Grace Stacker of the Diocese of Elena, Montana, pulled out her cell phone and called her father, right in the middle of a conversation during the National Catholic Youth Conference.
Teenagers all around her were talking on their phones even as the speaker stood on stage.
But they had his permission.
“I want you right now, for one minute, to just call someone in your life that you love, that is pretty special, that you value,” scripture scholar and astrophysicist Father John Cartier asked the more than 12,000 NCYC attendees.
The request came as part of his speech on the unity of God and the universe — faith and science — that served as the theme of the NCYC’s opening session at Lucas Oil Stadium in Indianapolis on Nov. 16.
He began the speech by repeating the words spoken by Archbishop Charles S. Thompson shortly before.
“The line that really struck me among everything he said was this,” noted Father Cartier: “You are not a problem to be solved, but you are a mystery to be faced.”
– “What it means to be fully alive”
Archbishop Thompson spoke to the teenagers about this year’s NCYC theme “Fully Alive” in a prayer service at the start of the opening session — after the teens had calmed down from a rousing concert by a Christian rock band for KING + COUNTRY.
He quoted his “favorite line” from Pope Francis’ encyclical Laudato Si’: “Rather than a problem to be solved, the world is a joyful mystery to be contemplated with joy and praise.”
“We heard this wonderful reading about creation from the Book of Genesis,” Archbishop Thompson said of the opening prayer service. “But the ultimate part of that creation is when God created mankind, when God created us. We are part of this creation, given life by the Spirit breathing in us, by the Word taking root in us, claiming us as his own.
“And so no one here is a problem to be solved, but to be contemplated as a joyful mystery with joy and praise.
“Whatever hurts in our lives, whatever happens, whatever hurts, whatever guilt, whatever fears, whatever anxieties, whatever – it doesn’t define us.”
Rather, he said, we are defined by our identity in Christ, whose body, blood, soul and divinity are present in the Eucharist.
“The Eucharist is given to us through the passion, death and resurrection of Jesus Christ, so that we may have life, that we may have what it takes to witness the good news, what it means to be fully alive,” Archbishop. Thompson said.
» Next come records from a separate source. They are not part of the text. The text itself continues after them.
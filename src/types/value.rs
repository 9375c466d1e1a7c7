//! Decoded attribute values and the inputs accepted for typed insertion.

use std::fmt::{Display, Formatter, Result as FmtResult};

use serde::Serialize;
use thiserror::Error;

use crate::types::{Type, Version};

#[derive(Debug, Error, Copy, Clone, PartialEq, Eq, Hash)]
#[error("cannot convert value of type {0} into target type")]
pub struct CannotConvert(pub Type);

/// A single element of typed input: one of the scalar attribute types.
#[derive(Debug, Clone, PartialEq)]
pub enum Scalar {
    Text(String),
    Integer(i64),
    Real(f64),
    VersionId(Version),
}

impl Scalar {
    pub fn kind(&self) -> Type {
        match self {
            Self::Text(..) => Type::Text,
            Self::Integer(..) => Type::Integer,
            Self::Real(..) => Type::Real,
            Self::VersionId(..) => Type::VersionId,
        }
    }

    /// The list type whose elements have this scalar's type.
    pub fn list_kind(&self) -> Type {
        match self {
            Self::Text(..) => Type::TextList,
            Self::Integer(..) => Type::IntegerList,
            Self::Real(..) => Type::RealList,
            Self::VersionId(..) => Type::VersionIdList,
        }
    }
}

/// Writes the canonical string encoding, the form stored as a raw value.
impl Display for Scalar {
    fn fmt(&self, f: &mut Formatter<'_>) -> FmtResult {
        match self {
            Self::Text(s) => f.write_str(s),
            Self::Integer(i) => write!(f, "{}", i),
            // Debug formatting keeps a fractional part on whole numbers.
            Self::Real(r) => write!(f, "{:?}", r),
            Self::VersionId(v) => write!(f, "{}", v),
        }
    }
}

impl From<&str> for Scalar {
    fn from(value: &str) -> Self {
        Self::Text(value.to_string())
    }
}

impl From<String> for Scalar {
    fn from(value: String) -> Self {
        Self::Text(value)
    }
}

impl From<i64> for Scalar {
    fn from(value: i64) -> Self {
        Self::Integer(value)
    }
}

impl From<i32> for Scalar {
    fn from(value: i32) -> Self {
        Self::Integer(value.into())
    }
}

impl From<u32> for Scalar {
    fn from(value: u32) -> Self {
        Self::Integer(value.into())
    }
}

impl From<f64> for Scalar {
    fn from(value: f64) -> Self {
        Self::Real(value)
    }
}

impl From<Version> for Scalar {
    fn from(value: Version) -> Self {
        Self::VersionId(value)
    }
}

/// A value handed to typed insertion.
///
/// A sequence takes its list type from its first present element; missing
/// elements are skipped when encoding.
#[derive(Debug, Clone, PartialEq)]
pub enum Input {
    Null,
    Scalar(Scalar),
    Sequence(Vec<Option<Scalar>>),
}

impl From<Scalar> for Input {
    fn from(value: Scalar) -> Self {
        Self::Scalar(value)
    }
}

impl From<&str> for Input {
    fn from(value: &str) -> Self {
        Self::Scalar(value.into())
    }
}

impl From<String> for Input {
    fn from(value: String) -> Self {
        Self::Scalar(value.into())
    }
}

impl From<i64> for Input {
    fn from(value: i64) -> Self {
        Self::Scalar(value.into())
    }
}

impl From<i32> for Input {
    fn from(value: i32) -> Self {
        Self::Scalar(value.into())
    }
}

impl From<u32> for Input {
    fn from(value: u32) -> Self {
        Self::Scalar(value.into())
    }
}

impl From<f64> for Input {
    fn from(value: f64) -> Self {
        Self::Scalar(value.into())
    }
}

impl From<Version> for Input {
    fn from(value: Version) -> Self {
        Self::Scalar(value.into())
    }
}

impl<T: Into<Scalar>> From<Vec<T>> for Input {
    fn from(value: Vec<T>) -> Self {
        Self::Sequence(value.into_iter().map(|v| Some(v.into())).collect())
    }
}

/// A raw attribute value decoded through its declared type.
#[derive(Debug, Clone, PartialEq, Serialize)]
#[serde(untagged)]
pub enum Value {
    Text(String),
    Integer(i64),
    Real(f64),
    VersionId(Version),
    TextList(Vec<String>),
    IntegerList(Vec<i64>),
    RealList(Vec<f64>),
    VersionIdList(Vec<Version>),
}

impl Value {
    pub fn kind(&self) -> Type {
        match self {
            Self::Text(..) => Type::Text,
            Self::Integer(..) => Type::Integer,
            Self::Real(..) => Type::Real,
            Self::VersionId(..) => Type::VersionId,
            Self::TextList(..) => Type::TextList,
            Self::IntegerList(..) => Type::IntegerList,
            Self::RealList(..) => Type::RealList,
            Self::VersionIdList(..) => Type::VersionIdList,
        }
    }
}

/// A Rust type that a decoded attribute value can be extracted into, tied to
/// the attribute type it must be declared with.
pub trait DataType: TryFrom<Value, Error = CannotConvert> {
    const TYPE: Type;
}

macro_rules! data_type {
    ($target:ty, $variant:ident) => {
        impl From<$target> for Value {
            fn from(value: $target) -> Self {
                Self::$variant(value)
            }
        }

        impl TryFrom<Value> for $target {
            type Error = CannotConvert;

            fn try_from(value: Value) -> Result<Self, Self::Error> {
                match value {
                    Value::$variant(v) => Ok(v),
                    _ => Err(CannotConvert(value.kind())),
                }
            }
        }

        impl DataType for $target {
            const TYPE: Type = Type::$variant;
        }
    };
}

data_type!(String, Text);
data_type!(i64, Integer);
data_type!(f64, Real);
data_type!(Version, VersionId);
data_type!(Vec<String>, TextList);
data_type!(Vec<i64>, IntegerList);
data_type!(Vec<f64>, RealList);
data_type!(Vec<Version>, VersionIdList);

#[cfg(test)]
mod tests {
    use super::*;

    use str_macro::str;

    #[test]
    fn scalar_display() {
        let inputs_and_expected = vec![
            (Scalar::from("a,b"), "a,b"),
            (Scalar::from(-27i64), "-27"),
            (Scalar::from(3.5), "3.5"),
            (Scalar::from(3.0), "3.0"),
            (Scalar::from(0.1), "0.1"),
            (Scalar::from(Version::new(1, 2, 3)), "1.2.3"),
        ];

        for (input, expected) in inputs_and_expected {
            assert_eq!(expected, input.to_string());
        }
    }

    #[test]
    fn scalar_kinds() {
        let inputs_and_expected = vec![
            (Scalar::from(str!("x")), Type::Text, Type::TextList),
            (Scalar::from(1i32), Type::Integer, Type::IntegerList),
            (Scalar::from(1.5), Type::Real, Type::RealList),
            (Scalar::from(Version::default()), Type::VersionId, Type::VersionIdList),
        ];

        for (input, expected_kind, expected_list_kind) in inputs_and_expected {
            assert_eq!(expected_kind, input.kind());
            assert_eq!(expected_list_kind, input.list_kind());
            assert_eq!(Some(expected_list_kind), expected_kind.plural());
        }
    }

    #[test]
    fn input_from_vec() {
        let produced = Input::from(vec![1i64, 2, 3]);
        let expected = Input::Sequence(vec![
            Some(Scalar::Integer(1)),
            Some(Scalar::Integer(2)),
            Some(Scalar::Integer(3)),
        ]);
        assert_eq!(expected, produced);
    }

    #[test]
    fn try_from_value() {
        assert_eq!(Ok(27), i64::try_from(Value::Integer(27)));
        assert_eq!(Err(CannotConvert(Type::Text)), i64::try_from(Value::Text(str!("27"))));
        assert_eq!(
            Ok(vec![str!("a"), str!("b")]),
            Vec::<String>::try_from(Value::TextList(vec![str!("a"), str!("b")])),
        );
        assert_eq!(
            Err(CannotConvert(Type::IntegerList)),
            Vec::<f64>::try_from(Value::IntegerList(vec![1])),
        );
    }

    #[test]
    fn value_kind_matches_data_type() {
        assert_eq!(Type::VersionIdList, <Vec<Version> as DataType>::TYPE);
        assert_eq!(Type::VersionIdList, Value::from(vec![Version::default()]).kind());
        assert_eq!(Type::Real, <f64 as DataType>::TYPE);
        assert_eq!(Type::Real, Value::from(1.0).kind());
    }

    #[test]
    fn serialize() {
        let inputs_and_expected = vec![
            (Value::Text(str!("x")), r#""x""#),
            (Value::Integer(5), "5"),
            (Value::VersionId(Version::new(1, 0, 0)), r#""1.0.0""#),
            (Value::IntegerList(vec![1, 2]), "[1,2]"),
        ];

        for (input, expected) in inputs_and_expected {
            assert_eq!(expected, serde_json::to_string(&input).unwrap());
        }
    }
}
“We are most fully alive when we live our lives not with ourselves at the center, but with Christ at the center. We are fully alive when we live for the glory of God and in the service of others.
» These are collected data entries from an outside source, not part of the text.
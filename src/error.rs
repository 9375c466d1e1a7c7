use thiserror::Error;

use crate::types::Type;

/// Errors raised while decoding, splitting, or unquoting attribute values.
///
/// Storing a raw value never fails; these are only produced lazily when a
/// raw string is interpreted through its type.
#[derive(Debug, Error, Clone, PartialEq, Eq)]
pub enum Error {
    #[error(r#"cannot parse {0} from "{1}""#)]
    NumberFormat(Type, String),
    #[error(r#"invalid version "{0}": {1}"#)]
    InvalidVersion(String, &'static str),
    #[error(r#"trailing backslash in multi-valued attribute value "{0}""#)]
    UnterminatedEscape(String),
    #[error(r#"for key {key}, expected {expected} but had a {actual}, value is "{raw}""#)]
    TypeMismatch {
        key: String,
        expected: Type,
        actual: Type,
        raw: String,
    },
    #[error(r#"malformed quoted value "{0}""#)]
    MalformedQuote(String),
    #[error(r#"trailing backslash inside quoted value "{0}""#)]
    DanglingQuoteEscape(String),
}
“We gather tonight remembering that we belong to something greater than ourselves as children of God, made in God’s image. We have dignity, a dignity that no power on earth can take away from us.
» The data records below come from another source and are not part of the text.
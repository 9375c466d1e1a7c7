//! The typed attribute map.

use std::fmt::{Display, Formatter, Result as FmtResult};
use std::iter::FusedIterator;

use indexmap::map::{Iter as InnerIter, Keys as InnerKeys};
use indexmap::IndexMap as InnerMap;
use serde::de::{MapAccess, Visitor};
use serde::ser::SerializeMap;
use serde::{Deserialize, Deserializer, Serialize, Serializer};
use tracing::{debug, trace};

use crate::convert::{decode, encode};
use crate::error::Error;
use crate::key::parse_typed_key;
use crate::quote::quote;
use crate::types::{DataType, Input, Scalar, Type, Value};

const VERSION_KEY: &str = "version";

/// A raw value together with the type it was declared with.
#[derive(Debug, Clone, PartialEq)]
struct Entry {
    raw: String,
    ty: Type,
}

impl Entry {
    fn text(raw: String) -> Self {
        Self { raw, ty: Type::Text }
    }
}

/// An ordered map of attribute names to raw string values, each carrying the
/// type its value is declared with.
///
/// Insertion order is kept and only matters for serialization. Equality is
/// structural and order-independent, see [`AttrMap::is_equal`].
#[derive(Debug, Clone, Default)]
pub struct AttrMap(InnerMap<String, Entry>);

impl AttrMap {
    pub fn new() -> Self {
        Self::default()
    }

    /// Creates a map holding a single attribute, see [`AttrMap::put`].
    pub fn create(key: &str, raw: impl Into<String>) -> Self {
        let mut attrs = Self::new();
        attrs.put(key, raw);
        attrs
    }

    /// Adds an attribute and returns the map, for chained construction.
    pub fn with(mut self, key: &str, raw: impl Into<String>) -> Self {
        self.put(key, raw);
        self
    }

    /// Creates a map by copying every given map into it, in order.
    /// Later maps win on shared keys.
    pub fn merged<'a, I>(maps: I) -> Self
    where
        I: IntoIterator<Item = &'a AttrMap>,
    {
        let mut attrs = Self::new();
        for other in maps {
            attrs.put_all(other);
        }
        attrs
    }

    pub fn len(&self) -> usize {
        self.0.len()
    }

    pub fn is_empty(&self) -> bool {
        self.0.is_empty()
    }

    pub fn contains_key(&self, key: &str) -> bool {
        self.0.contains_key(key)
    }

    pub fn get(&self, key: &str) -> Option<&str> {
        self.0.get(key).map(|e| e.raw.as_str())
    }

    pub fn get_or<'a>(&'a self, key: &str, default: &'a str) -> &'a str {
        self.get(key).unwrap_or(default)
    }

    pub fn version(&self) -> Option<&str> {
        self.get(VERSION_KEY)
    }

    /// Returns the declared type of an attribute. Attributes that are missing
    /// or were never given a type are text.
    pub fn get_type(&self, key: &str) -> Type {
        self.0.get(key).map_or(Type::Text, |e| e.ty)
    }

    /// Stores a raw value.
    ///
    /// A key in typed key syntax (`name:Long`, `name:List<Version>`, ...) is
    /// stored under its bare name with the declared type. Any other key is
    /// stored verbatim and keeps the type it already had, or text if new.
    /// Returns the previous raw value.
    pub fn put(&mut self, key: &str, raw: impl Into<String>) -> Option<String> {
        let raw = raw.into();

        match parse_typed_key(key) {
            Some((name, ty)) => {
                trace!(key, name, %ty, "resolved typed key");
                self.0
                    .insert(name.to_string(), Entry { raw, ty })
                    .map(|prev| prev.raw)
            },
            None => {
                if key.contains(':') {
                    trace!(key, "key is not a typed key, storing verbatim");
                }

                match self.0.get_mut(key) {
                    Some(entry) => Some(std::mem::replace(&mut entry.raw, raw)),
                    None => {
                        self.0.insert(key.to_string(), Entry::text(raw));
                        None
                    },
                }
            },
        }
    }

    /// Stores a typed value under `key`, declaring the key with the value's
    /// type. Text values are stored through [`AttrMap::put`] with the key
    /// as given, so a typed key still applies and a plain key keeps its type.
    /// A null input removes the attribute.
    /// Returns the previous raw value.
    pub fn put_typed(&mut self, key: &str, value: impl Into<Input>) -> Option<String> {
        let value = value.into();

        if let Input::Scalar(Scalar::Text(raw)) = value {
            return self.put(key, raw);
        }

        match encode(&value) {
            Some((ty, raw)) => self.put(&format!("{}:{}", key, ty), raw),
            None => {
                let name = parse_typed_key(key).map_or(key, |(name, _)| name);
                self.remove(name)
            },
        }
    }

    pub fn put_all_typed<I, K, V>(&mut self, values: I)
    where
        I: IntoIterator<Item = (K, V)>,
        K: AsRef<str>,
        V: Into<Input>,
    {
        for (key, value) in values {
            self.put_typed(key.as_ref(), value);
        }
    }

    /// Copies every attribute of `other` into this map. Both raw value and
    /// declared type are taken from `other`, including text types.
    pub fn put_all(&mut self, other: &AttrMap) {
        for (key, entry) in other.0.iter() {
            self.0.insert(key.clone(), entry.clone());
        }
    }

    /// Stores every pair of an untyped string mapping through
    /// [`AttrMap::put`], so typed keys are still recognized.
    pub fn put_all_raw<I, K, V>(&mut self, pairs: I)
    where
        I: IntoIterator<Item = (K, V)>,
        K: AsRef<str>,
        V: Into<String>,
    {
        for (key, raw) in pairs {
            self.put(key.as_ref(), raw);
        }
    }

    /// Copies the attributes of `other` whose keys are missing here, or all
    /// of them if `override_existing` is set. Value and type move together.
    pub fn merge_with(&mut self, other: &AttrMap, override_existing: bool) {
        for (key, entry) in other.0.iter() {
            if override_existing || !self.0.contains_key(key) {
                self.0.insert(key.clone(), entry.clone());
            } else {
                debug!(key = key.as_str(), "keeping existing attribute during merge");
            }
        }
    }

    pub fn remove(&mut self, key: &str) -> Option<String> {
        self.0.shift_remove(key).map(|e| e.raw)
    }

    pub fn clear(&mut self) {
        self.0.clear()
    }

    /// Decodes an attribute through its declared type.
    pub fn get_typed(&self, key: &str) -> Result<Option<Value>, Error> {
        self.0.get(key).map(|e| decode(e.ty, &e.raw)).transpose()
    }

    /// Decodes an attribute, failing if it is not declared with `expected`.
    pub fn get_checked(&self, expected: Type, key: &str) -> Result<Option<Value>, Error> {
        let entry = match self.0.get(key) {
            Some(entry) => entry,
            None => return Ok(None),
        };

        if entry.ty != expected {
            return Err(Error::TypeMismatch {
                key: key.to_string(),
                expected,
                actual: entry.ty,
                raw: entry.raw.clone(),
            });
        }

        decode(entry.ty, &entry.raw).map(Some)
    }

    /// Decodes an attribute into a Rust type, failing if the attribute is
    /// not declared with that type's attribute type.
    ///
    /// ```
    /// use attrmap::AttrMap;
    ///
    /// let attrs = AttrMap::create("size:List<Long>", "1,2");
    /// assert_eq!(Some(vec![1, 2]), attrs.get_as::<Vec<i64>>("size").unwrap());
    /// assert!(attrs.get_as::<String>("size").is_err());
    /// ```
    pub fn get_as<T: DataType>(&self, key: &str) -> Result<Option<T>, Error> {
        let value = match self.get_checked(T::TYPE, key)? {
            Some(value) => value,
            None => return Ok(None),
        };

        // The declared type was checked above, so conversion only fails if
        // decoding produced a different variant.
        value.try_into().map(Some).map_err(|_| Error::TypeMismatch {
            key: key.to_string(),
            expected: T::TYPE,
            actual: self.get_type(key),
            raw: self.get_or(key, "").to_string(),
        })
    }

    /// Checks that both maps hold the same keys with the same raw values and
    /// declared types, regardless of insertion order.
    pub fn is_equal(&self, other: &AttrMap) -> bool {
        self.len() == other.len()
            && self.0.iter().all(|(key, entry)| other.0.get(key) == Some(entry))
    }

    /// Iterates over attribute names and raw values in insertion order.
    pub fn iter(&self) -> Iter<'_> {
        Iter(self.0.iter())
    }

    pub fn keys(&self) -> Keys<'_> {
        Keys(self.0.keys())
    }

    /// Writes the attributes as `name[:Type]=value` clauses joined by `;`,
    /// quoting each value. Text-typed names carry no type suffix.
    pub fn append(&self, buf: &mut String) {
        for (i, (key, entry)) in self.0.iter().enumerate() {
            if i > 0 {
                buf.push(';');
            }
            append_key(buf, key, entry.ty);
            buf.push('=');
            quote(buf, &entry.raw);
        }
    }
}

fn append_key(buf: &mut String, key: &str, ty: Type) {
    buf.push_str(key);
    if ty != Type::Text {
        buf.push(':');
        buf.push_str(ty.as_ref());
    }
}

impl Display for AttrMap {
    fn fmt(&self, f: &mut Formatter<'_>) -> FmtResult {
        let mut buf = String::new();
        self.append(&mut buf);
        f.write_str(&buf)
    }
}

impl<K: AsRef<str>, V: Into<String>> Extend<(K, V)> for AttrMap {
    fn extend<I: IntoIterator<Item = (K, V)>>(&mut self, iter: I) {
        self.put_all_raw(iter)
    }
}

impl<K: AsRef<str>, V: Into<String>> FromIterator<(K, V)> for AttrMap {
    fn from_iter<I: IntoIterator<Item = (K, V)>>(iter: I) -> Self {
        let mut attrs = Self::new();
        attrs.put_all_raw(iter);
        attrs
    }
}

/// Serializes as a map from `name[:Type]` to raw value, in insertion order.
impl Serialize for AttrMap {
    fn serialize<S: Serializer>(&self, serializer: S) -> Result<S::Ok, S::Error> {
        let mut map = serializer.serialize_map(Some(self.len()))?;
        for (key, entry) in self.0.iter() {
            let mut typed_key = String::with_capacity(key.len());
            append_key(&mut typed_key, key, entry.ty);
            map.serialize_entry(&typed_key, &entry.raw)?;
        }
        map.end()
    }
}

struct AttrMapVisitor;

impl<'de> Visitor<'de> for AttrMapVisitor {
    type Value = AttrMap;

    fn expecting(&self, f: &mut Formatter<'_>) -> FmtResult {
        f.write_str("a map of attribute names to string values")
    }

    fn visit_map<A: MapAccess<'de>>(self, mut access: A) -> Result<Self::Value, A::Error> {
        let mut attrs = AttrMap::new();
        while let Some((key, raw)) = access.next_entry::<String, String>()? {
            attrs.put(&key, raw);
        }
        Ok(attrs)
    }
}

/// Deserializes from a map of strings, with every entry stored through
/// [`AttrMap::put`].
impl<'de> Deserialize<'de> for AttrMap {
    fn deserialize<D: Deserializer<'de>>(deserializer: D) -> Result<Self, D::Error> {
        deserializer.deserialize_map(AttrMapVisitor)
    }
}

pub struct Iter<'a>(InnerIter<'a, String, Entry>);

impl<'a> Iterator for Iter<'a> {
    type Item = (&'a str, &'a str);

    fn next(&mut self) -> Option<Self::Item> {
        self.0.next().map(|(k, e)| (k.as_str(), e.raw.as_str()))
    }

    fn size_hint(&self) -> (usize, Option<usize>) {
        self.0.size_hint()
    }
}

impl<'a> DoubleEndedIterator for Iter<'a> {
    fn next_back(&mut self) -> Option<Self::Item> {
        self.0.next_back().map(|(k, e)| (k.as_str(), e.raw.as_str()))
    }
}

impl<'a> ExactSizeIterator for Iter<'a> {
    fn len(&self) -> usize {
        self.0.len()
    }
}

impl<'a> FusedIterator for Iter<'a> {}

pub struct Keys<'a>(InnerKeys<'a, String, Entry>);

impl<'a> Iterator for Keys<'a> {
    type Item = &'a str;

    fn next(&mut self) -> Option<Self::Item> {
        self.0.next().map(String::as_str)
    }

    fn size_hint(&self) -> (usize, Option<usize>) {
        self.0.size_hint()
    }
}

impl<'a> DoubleEndedIterator for Keys<'a> {
    fn next_back(&mut self) -> Option<Self::Item> {
        self.0.next_back().map(String::as_str)
    }
}

impl<'a> ExactSizeIterator for Keys<'a> {
    fn len(&self) -> usize {
        self.0.len()
    }
}

impl<'a> FusedIterator for Keys<'a> {}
“That’s why we can claim to be fully alive.”
– “He through whom astronomy is possible”
Father Cartier picked up where Archbishop Thompson left off – speaking on the topic of NCYC.
“If you’re talking about being fully alive, I can think of no better way to understand what that looks like in our world today than to look at this interaction between faith and science,” he said. With doctorates in Scripture and astrophysics, the current chancellor and president of Saint Mary of the Lake University/Mundelein Seminary in Mundelein, Illinois, is an expert on both subjects.
He quoted John 1:3: “All things were made through him. Without him, not a single thing happened.”
“There are a hundred billion galaxies,” Father Cartier said. “This same God of creation is the God who lives in our own bodies. The same God who gives you the galaxies…gives us life itself in our hearts.”
Both science and faith are ways of looking at the world, he explained – one through the lens of a telescope, the other through the glass of a monstrance.
“The Eucharist that you see through the glass of the monstrance gives us the opportunity to see the body and blood of Christ in a way that does not look like the body and blood of Christ,” Father Cartier said.
Meanwhile, through the new Webb telescope, “you can see the world going all the way back to Genesis,” he said. “This is the world returning to the life that is within us. It’s a landmark in itself, these beautiful images from the Webb Telescope, to look at them for who Jesus is, precisely because he is the one through whom all this glorious astronomy is possible.”
To look at the universe or to look at Christ in the Eucharist, Father Cartier said, “literally means to let yourself be looked at by the one who delights in your very existence.”
Regarding his request for more than 12,000 youngsters to name someone they love, Father Cartier explained the connection between faith and science.
“The person you called is probably feeling loved right now,” he said. “The reason something special happens in this relationship is what you see in the monstrance. That is why Christ came into the world – the one who does all this is love.